Una cierta izquierda, que se considera gratuitamente portadora de una superioridad moral, protesta por la ejecución, sin juicio, de Bin Laden, el autor intelectual del salvaje atentado de las torres gemelas, pero apoya con entusiasmo la matanza de los niños en el vientre de sus madres, si tales madres alegan cualquier molestia por su embarazo. He leído que en un determinado acto con ministras y candidatas de su partido, Zapatero les pidió que defendieran la ley del aborto, que él llama, con el engañoso lenguaje orwelliano, ley de salud sexual y reproductiva.

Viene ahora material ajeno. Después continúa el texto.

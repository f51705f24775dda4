use std::io;
use std::process::Stdio;

use async_trait::async_trait;
use bytes::Bytes;
use tokio::io::AsyncWriteExt;
use tokio::process::Command;
use tracing::debug;

use super::{ThumbnailError, ThumbnailGenerator, ThumbnailResult};

/// Generator that pipes the image through an external program
///
/// The image is written to the program's stdin and the thumbnail read from its stdout. A
/// non-zero exit or any error output fails the generation.
#[derive(Debug, Clone)]
pub struct CommandThumbnailer {
    program: String,
    args: Vec<String>,
}

impl CommandThumbnailer {
    /// Runs `program` with `args` for every image
    #[must_use]
    pub fn new<I, S>(program: impl Into<String>, args: I) -> Self
    where
        I: IntoIterator<Item = S>,
        S: Into<String>,
    {
        Self {
            program: program.into(),
            args: args.into_iter().map(Into::into).collect(),
        }
    }

    /// ImageMagick `convert - -thumbnail x<height> -`
    #[must_use]
    pub fn imagemagick(height: u32) -> Self {
        Self::new(
            "convert",
            [
                "-".to_string(),
                "-thumbnail".to_string(),
                format!("x{height}"),
                "-".to_string(),
            ],
        )
    }
}

#[async_trait]
impl ThumbnailGenerator for CommandThumbnailer {
    async fn generate(&self, source: Bytes) -> ThumbnailResult<Bytes> {
        let mut child = Command::new(&self.program)
            .args(&self.args)
            .stdin(Stdio::piped())
            .stdout(Stdio::piped())
            .stderr(Stdio::piped())
            .kill_on_drop(true)
            .spawn()
            .map_err(|source| ThumbnailError::Spawn {
                program: self.program.clone(),
                source,
            })?;

        let mut stdin = child.stdin.take().ok_or_else(|| {
            ThumbnailError::Io(io::Error::new(
                io::ErrorKind::BrokenPipe,
                "generator stdin was not captured",
            ))
        })?;

        // stdin is dropped when the feed completes so the program sees EOF
        let feed = async move {
            stdin.write_all(&source).await?;
            stdin.shutdown().await
        };

        let (fed, output) = tokio::join!(feed, child.wait_with_output());
        let output = output?;
        let stderr = String::from_utf8_lossy(&output.stderr).trim().to_string();

        if !output.status.success() {
            return Err(ThumbnailError::Exit {
                status: output.status.to_string(),
                stderr,
            });
        }

        if !stderr.is_empty() {
            return Err(ThumbnailError::ErrorOutput(stderr));
        }

        fed?;

        debug!(
            program = %self.program,
            "Generated thumbnail of {} bytes",
            output.stdout.len()
        );

        Ok(Bytes::from(output.stdout))
    }
}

Hace tres décadas que vivimos bajo nefastas leyes socialistas, incluida la del divorcio que patrocinó Fernández Ordoñez, socialista que empezó en la UCD, y empeoró este Gobierno, sin que los ocho años de Partido Popular sirvieran para enmendar ninguna, ya que entusiasmados con sus éxitos económicos, la entrada en el euro y su peso en Europa, no fueron capaces de reformar la ley electoral, ni poner fin a la insaciable deriva autonómica, ni hacer efectiva la independencia del poder judicial, ni sacar adelante una ley reguladora de la convivencia, ─no matrimonio─ de personas del mismo sexo, ni aprobar una ley del suelo que impidiera la omnipotencia municipal de las calificaciones y recalificaciones, etc.

Los problemas educativos los abordaron con una ley de calidad de la educación que llegó en el último momento y estalló junto con las bombas del 11-M que les hicieron perder unas elecciones que daban por ganadas. (Seguimos sin saber quién es el autor intelectual de ese atentado que nunca reivindicó Al Qaeda)

Con un reconocido mago del enredo y la manipulación al frente del Ministerio del Interior, el futuro del Partido Popular puede sufrir diversos avatares. Los asesores de Rajoy parece le recomiendan campañas de “perfil bajo” para que la izquierda no se movilice, pero nadie puede asegurar que no sea la derecha la que termine desmovilizándose si sospecha que el PP tan solo habla del desempleo y la economía y no de los valores morales que hay que recuperar para conseguir una sociedad más libre y democrática, más solidaria y más decente, en la que los ciudadanos no vuelvan a ser engañados por la codicia de los financieros, ni por las falsas ideologías de ingeniería social que padecemos.

Releo lo que llevo escrito y me parece pesimista, aunque pienso que el mañana no está escrito y que podemos impedir que otros nos lo escriban y nos lo impongan, si utilizamos nuestra razón para analizar la realidad y actuamos con rectitud.